Using data from NSIDC is not possible #13

Faramarz-bagherzadeh · 2022-12-06T12:52:36Z

Hello,
I am trying to get data from NSIDC. The mapped products are huge files and hard to download, process, and upload again. Is it possible to use this data in CVL directly without the need for a username and password? I need this data to proceed with the project. thanks

ykern · 2022-12-06T14:26:22Z

Thanks for raising the issue here.
We had an email conversation about this already. Just want to summarise here in case it is relevant for anybody else.

One approach for now can be following the procedure of NSIDC's example notebook here: https://github.com/nsidc/NSIDC-Data-Access-Notebook/blob/master/notebooks/Customize%20and%20Access%20NSIDC%20Data.ipynb
Here, one need to provide credentials every time access to the data is made. I suggest not to use any of the other methods proposed by NSIDC, that include the creation of a credential file when using CVL. This could otherwise accidentally lead to unintended exposure of personal credentials when for example pushing to github.

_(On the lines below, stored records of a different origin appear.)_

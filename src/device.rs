// Copyright (c) 2021 Marco Boneberger
// Licensed under the EUPL-1.2-or-later

//! Contains the Device type, the robot aggregate the problem solver works on.
use std::collections::btree_map::{Iter, IterMut};
use std::collections::BTreeMap;

use nalgebra::{DVector, Isometry3, Point3};

use crate::exception::{invalid_argument, model_exception, ManipulationResult};
use crate::gripper::Gripper;
use crate::handle::Handle;
use crate::model::geometry::GeometryObject;
use crate::model::humanoid::HumanoidParts;
use crate::model::{forward_kinematics, Data, FrameType, JointIndex, Model, UNIVERSE};
use crate::utils::robot_prefix;

/// One polygon of a contact surface together with the joint it moves with.
pub type JointAndShape = (Option<JointIndex>, Vec<Point3<f64>>);
/// A named contact surface made of several polygons.
pub type JointAndShapes = Vec<JointAndShape>;

/// Map of named elements. Adding an element under an existing name replaces it.
#[derive(Debug, Clone, PartialEq)]
pub struct Container<T> {
    map: BTreeMap<String, T>,
}

impl<T> Default for Container<T> {
    fn default() -> Self {
        Container {
            map: BTreeMap::new(),
        }
    }
}

impl<T> Container<T> {
    pub fn add(&mut self, name: impl Into<String>, element: T) -> Option<T> {
        self.map.insert(name.into(), element)
    }
    pub fn get(&self, name: &str) -> Option<&T> {
        self.map.get(name)
    }
    pub fn get_mut(&mut self, name: &str) -> Option<&mut T> {
        self.map.get_mut(name)
    }
    pub fn contains(&self, name: &str) -> bool {
        self.map.contains_key(name)
    }
    /// names in lexicographic order
    pub fn names(&self) -> Vec<String> {
        self.map.keys().cloned().collect()
    }
    pub fn iter(&self) -> Iter<'_, String, T> {
        self.map.iter()
    }
    pub fn iter_mut(&mut self) -> IterMut<'_, String, T> {
        self.map.iter_mut()
    }
    pub fn len(&self) -> usize {
        self.map.len()
    }
    pub fn is_empty(&self) -> bool {
        self.map.is_empty()
    }
}

/// A (possibly multi-robot) kinematic chain with everything needed for manipulation planning.
///
/// Several robots can live in the same device. The frames, joints, grippers and handles
/// of a robot are prefixed with `<robotName>/`.
#[derive(Debug, Clone, PartialEq)]
pub struct Device {
    pub name: String,
    pub model: Model,
    pub data: Data,
    pub current_configuration: DVector<f64>,
    pub geometries: Vec<GeometryObject>,
    pub grippers: Container<Gripper>,
    pub handles: Container<Handle>,
    pub joint_and_shapes: Container<JointAndShapes>,
    pub disabled_collision_pairs: Vec<(String, String)>,
    pub reference_configurations: BTreeMap<String, DVector<f64>>,
    /// humanoid parts, by robot name
    pub humanoids: BTreeMap<String, HumanoidParts>,
}

impl Device {
    /// Creates an empty device which only contains the universe.
    pub fn new(name: impl Into<String>) -> Self {
        let model = Model::new();
        let data = Data::new(&model);
        Device {
            name: name.into(),
            model,
            data,
            current_configuration: DVector::zeros(0),
            geometries: vec![],
            grippers: Container::default(),
            handles: Container::default(),
            joint_and_shapes: Container::default(),
            disabled_collision_pairs: vec![],
            reference_configurations: BTreeMap::new(),
            humanoids: BTreeMap::new(),
        }
    }

    /// Recreates the kinematic data after the model changed.
    ///
    /// The values of joints which already existed are kept, new joints start at their neutral
    /// configuration. Forward kinematics is recomputed.
    pub fn create_data(&mut self) {
        let mut configuration = self.model.neutral_configuration();
        let kept = self.current_configuration.len().min(configuration.len());
        configuration
            .rows_mut(0, kept)
            .copy_from(&self.current_configuration.rows(0, kept));
        self.current_configuration = configuration;
        self.data = Data::new(&self.model);
        self.compute_forward_kinematics();
    }

    pub fn compute_forward_kinematics(&mut self) {
        if self.data.frame_placements.len() != self.model.frames.len()
            || self.data.joint_placements.len() != self.model.joints.len()
        {
            self.data = Data::new(&self.model);
        }
        forward_kinematics(&self.model, &mut self.data, &self.current_configuration);
    }

    /// World placements of all geometry objects, in the order of
    /// [`geometries`](`Self::geometries`). Requires up to date forward kinematics.
    pub fn update_geometry_placements(&self) -> Vec<Isometry3<f64>> {
        self.geometries
            .iter()
            .map(|geometry| geometry.world_placement(&self.data))
            .collect()
    }

    /// Indices of the frames belonging to robot `robot_name`, in insertion order.
    pub fn robot_frames(&self, robot_name: &str) -> Vec<usize> {
        let prefix = format!("{}/", robot_name);
        self.model
            .frames
            .iter()
            .enumerate()
            .filter(|(_, frame)| frame.name.starts_with(&prefix))
            .map(|(index, _)| index)
            .collect()
    }

    /// Returns the joint which carries the body `body_name`, `None` if it is the universe.
    ///
    /// # Errors
    /// * [`ModelException`](`crate::exception::ManipulationException::ModelException`) if
    /// there is no body frame of that name.
    pub fn get_joint_by_body_name(&self, body_name: &str) -> ManipulationResult<Option<JointIndex>> {
        match self.model.frame_id(body_name) {
            Some(id) if self.model.frames[id].frame_type == FrameType::Body => {
                let parent = self.model.frames[id].parent;
                Ok(if parent == 0 { None } else { Some(parent) })
            }
            _ => Err(model_exception(format!(
                "Device {} has no joint with body of name {}",
                self.name, body_name
            ))),
        }
    }

    /// Name of the joint, `"universe"` for `None`.
    pub fn joint_name(&self, joint: Option<JointIndex>) -> String {
        match joint {
            Some(index) => self.model.joints[index].name.clone(),
            None => UNIVERSE.to_string(),
        }
    }

    /// World placement of the joint for the last computed forward kinematics.
    pub fn joint_transformation(&self, joint: Option<JointIndex>) -> Isometry3<f64> {
        match joint {
            Some(index) => self.data.joint_placements[index],
            None => Isometry3::identity(),
        }
    }

    /// Placement of the root of robot `robot_name` relative to its parent joint.
    ///
    /// # Errors
    /// * [`InvalidArgument`](`crate::exception::ManipulationException::InvalidArgument`) if
    /// no frame of the robot exists.
    pub fn root_joint_position(&self, robot_name: &str) -> ManipulationResult<Isometry3<f64>> {
        let frames = self.robot_frames(robot_name);
        let root = frames
            .first()
            .map(|&index| &self.model.frames[index])
            .ok_or_else(|| invalid_argument("Root of subtree with the provided prefix not found"))?;
        Ok(if root.frame_type == FrameType::Joint {
            self.model.joints[root.parent].placement
        } else {
            root.placement
        })
    }

    /// Moves the root of robot `robot_name` to `position`, relative to its parent joint.
    ///
    /// If the root is a joint, its placement is replaced. Otherwise the root is a fixed frame
    /// and every frame, joint, geometry, gripper and handle of the robot attached to the same
    /// parent joint is moved along. Forward kinematics is not recomputed.
    pub fn set_robot_root_position(
        &mut self,
        robot_name: &str,
        position: Isometry3<f64>,
    ) -> ManipulationResult<()> {
        let frames = self.robot_frames(robot_name);
        let root_index = *frames.first().ok_or_else(|| {
            invalid_argument(format!("No frame for robot name {}", robot_name))
        })?;
        let root = self.model.frames[root_index].clone();
        if root.frame_type == FrameType::Joint {
            self.model.joints[root.parent].placement = position;
            return Ok(());
        }
        let shift = position * root.placement.inverse();
        self.model.frames[root_index].placement = position;
        for &index in frames.iter().skip(1) {
            let frame = &mut self.model.frames[index];
            if frame.parent == root.parent {
                frame.placement = shift * frame.placement;
            }
        }
        let prefix = robot_prefix(robot_name);
        let parent_joint = if root.parent == 0 {
            None
        } else {
            Some(root.parent)
        };
        for joint in self.model.joints.iter_mut().skip(1) {
            if joint.parent == root.parent && joint.name.starts_with(&prefix) {
                joint.placement = shift * joint.placement;
            }
        }
        for geometry in self.geometries.iter_mut() {
            if geometry.parent_joint == root.parent && geometry.name.starts_with(&prefix) {
                geometry.placement = shift * geometry.placement;
            }
        }
        for (name, gripper) in self.grippers.iter_mut() {
            if gripper.joint == parent_joint && name.starts_with(&prefix) {
                gripper.object_position_in_joint = shift * gripper.object_position_in_joint;
            }
        }
        for (name, handle) in self.handles.iter_mut() {
            if handle.joint == parent_joint && name.starts_with(&prefix) {
                handle.local_position = shift * handle.local_position;
            }
        }
        Ok(())
    }
}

However, that does not solve the problem of the general requirement for login credentials by NSIDC. Maybe @steingod has some alternative ideas or comments? Is there a way one could get access to NSIDC data through CVL without login credentials?

steingod · 2022-12-06T18:15:40Z

I have no immediate solution as we haven't tried to interface earthdata profiles earlier. I will check with contacts at NSIDC if there are Single Sign On solutions that could be used.

steingod · 2022-12-07T07:42:32Z

I have no immediate solution as we haven't tried to interface earthdata profiles earlier. I will check with contacts at NSIDC if there are Single Sign On solutions that could be used as we have such an interface scheduled for deployment although primarily tested against PTEP currently.

betolink · 2022-12-12T20:14:21Z

Julia mentioned this question and I'd be happy to help! I'm currently presenting at AGU but will look into this ASAP.

Faramarz-bagherzadeh · 2023-01-02T08:19:09Z

After clicking on the data link from the CVL website, I selected [NASA Earthdata Search]. After filtering the area I needed, I could get ".nc" files. There are many files and I needed daily data only, so with help of a Chorom Extenstion tool (Simple mass downloader), I could download the massive amount of data that I wanted (around 100 GB).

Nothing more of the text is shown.